Collected data
· · · · · · ·
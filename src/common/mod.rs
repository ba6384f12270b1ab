//! Shared helpers used across the scanner pipeline

pub mod formatting;

pub use formatting::format_balance;
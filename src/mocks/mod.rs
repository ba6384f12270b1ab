//! Test doubles for the ledger connection

pub mod ledger_mock;

pub use ledger_mock::{encode_liquidity, encode_one, MockLedger};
· · · · · · ·
_What is expected:_ Once you find the line containing "filename src/mocks/mod.rs", copy it and every line after it through the end of the records, exactly and nothing else.

_Answer section:_
filename src/mocks/mod.rs
repository ba6384f12270b1ab
//! Test doubles for the ledger connection

pub mod ledger_mock;

pub use ledger_mock::{encode_liquidity, encode_one, MockLedger};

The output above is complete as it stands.